*** Block opens ***

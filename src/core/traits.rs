//! Core traits for SVM implementation

use crate::core::{Classification, Result, TrainingSet};

/// Dataset abstraction over labeled dense feature rows
pub trait Dataset: Send + Sync {
    /// Number of samples in the dataset
    fn len(&self) -> usize;

    /// Number of features (dimensionality)
    fn dim(&self) -> usize;

    /// Feature vector of a single sample
    ///
    /// # Panics
    /// Panics if index >= len()
    fn row(&self, i: usize) -> &[f64];

    /// Class id of a single sample
    fn label(&self, i: usize) -> i32;

    /// Check if the dataset is empty
    fn is_empty(&self) -> bool {
        self.len() == 0
    }

    /// All class ids, in row order
    fn labels(&self) -> Vec<i32> {
        (0..self.len()).map(|i| self.label(i)).collect()
    }

    /// Copy the dataset into a validated training set
    fn to_training_set(&self) -> Result<TrainingSet> {
        let rows = (0..self.len()).map(|i| self.row(i).to_vec()).collect();
        TrainingSet::new(rows, self.labels())
    }
}

impl Dataset for TrainingSet {
    fn len(&self) -> usize {
        TrainingSet::len(self)
    }

    fn dim(&self) -> usize {
        TrainingSet::dim(self)
    }

    fn row(&self, i: usize) -> &[f64] {
        TrainingSet::row(self, i)
    }

    fn label(&self, i: usize) -> i32 {
        TrainingSet::label(self, i)
    }

    fn labels(&self) -> Vec<i32> {
        TrainingSet::labels(self).to_vec()
    }

    fn to_training_set(&self) -> Result<TrainingSet> {
        Ok(self.clone())
    }
}

/// Trained multi-class classifier
pub trait Classifier: Send + Sync {
    /// Classify a single feature vector
    fn classify(&self, feature: &[f64]) -> Result<Classification>;

    /// Classify several feature vectors
    fn classify_batch(&self, features: &[Vec<f64>]) -> Result<Vec<Classification>> {
        features.iter().map(|f| self.classify(f)).collect()
    }

    /// Number of classes known to the classifier
    fn n_classes(&self) -> usize;
}
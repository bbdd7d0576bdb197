//! Utility functions for SVM operations

/// Feature normalization applied before kernel evaluation
pub mod scaling {
    use crate::core::TrainingSet;
    use serde::{Deserialize, Serialize};

    /// Affine transform `x' = (x - offset) * scale`
    ///
    /// `offset` is the per-feature mean of the training rows; `scale` is a
    /// single factor chosen so that the mean per-feature variance becomes 1.
    #[derive(Debug, Clone, PartialEq, Serialize, Deserialize)]
    pub struct Normalization {
        pub offset: Vec<f64>,
        pub scale: f64,
    }

    impl Normalization {
        /// Compute the transform from the training rows
        pub fn fit(data: &TrainingSet) -> Self {
            let n = data.len() as f64;
            let dim = data.dim();

            let mut mean = vec![0.0; dim];
            for row in data.rows() {
                for (m, &x) in mean.iter_mut().zip(row) {
                    *m += x;
                }
            }
            for m in &mut mean {
                *m /= n;
            }

            let mut variance = 0.0;
            for row in data.rows() {
                for (&m, &x) in mean.iter().zip(row) {
                    variance += (x - m).powi(2);
                }
            }
            // mean of the per-feature (population) variances
            let variance = variance / (n * dim as f64);

            let scale = if variance > 0.0 {
                1.0 / variance.sqrt()
            } else {
                1.0
            };

            Self {
                offset: mean,
                scale,
            }
        }

        /// Transform one feature vector
        pub fn transform(&self, x: &[f64]) -> Vec<f64> {
            let mut out = Vec::with_capacity(x.len());
            self.transform_into(x, &mut out);
            out
        }

        /// Transform `x` into a reusable buffer
        pub fn transform_into(&self, x: &[f64], out: &mut Vec<f64>) {
            out.clear();
            out.extend(
                x.iter()
                    .zip(&self.offset)
                    .map(|(&v, &o)| (v - o) * self.scale),
            );
        }

        /// Transformed copy of a whole training set
        pub fn apply(&self, data: &TrainingSet) -> TrainingSet {
            data.map_rows(|row| self.transform(row))
        }

        pub fn dim(&self) -> usize {
            self.offset.len()
        }
    }
}

/// Validation and preprocessing utilities
pub mod validation {
    use crate::core::{Result, SVMError};
    use std::collections::BTreeMap;

    /// Check that a feature vector has the training dimension
    pub fn check_dimension(expected: usize, feature: &[f64]) -> Result<()> {
        if feature.len() == expected {
            Ok(())
        } else {
            Err(SVMError::DimensionMismatch {
                expected,
                actual: feature.len(),
            })
        }
    }

    /// Per-class counts and share of the dataset, in ascending label order
    pub fn class_balance(labels: &[i32]) -> Vec<(i32, usize, f64)> {
        let mut counts = BTreeMap::new();
        for &label in labels {
            *counts.entry(label).or_insert(0usize) += 1;
        }
        let total = labels.len().max(1) as f64;
        counts
            .into_iter()
            .map(|(label, count)| (label, count, count as f64 / total))
            .collect()
    }
}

*** Block closes ***

*WORK ITEM:*
Search the listing above for the string "Classification". Copy every line that contains it.

*SOLUTION:*
use crate::core::{Classification, Result, TrainingSet};
    fn classify(&self, feature: &[f64]) -> Result<Classification>;
    fn classify_batch(&self, features: &[Vec<f64>]) -> Result<Vec<Classification>> {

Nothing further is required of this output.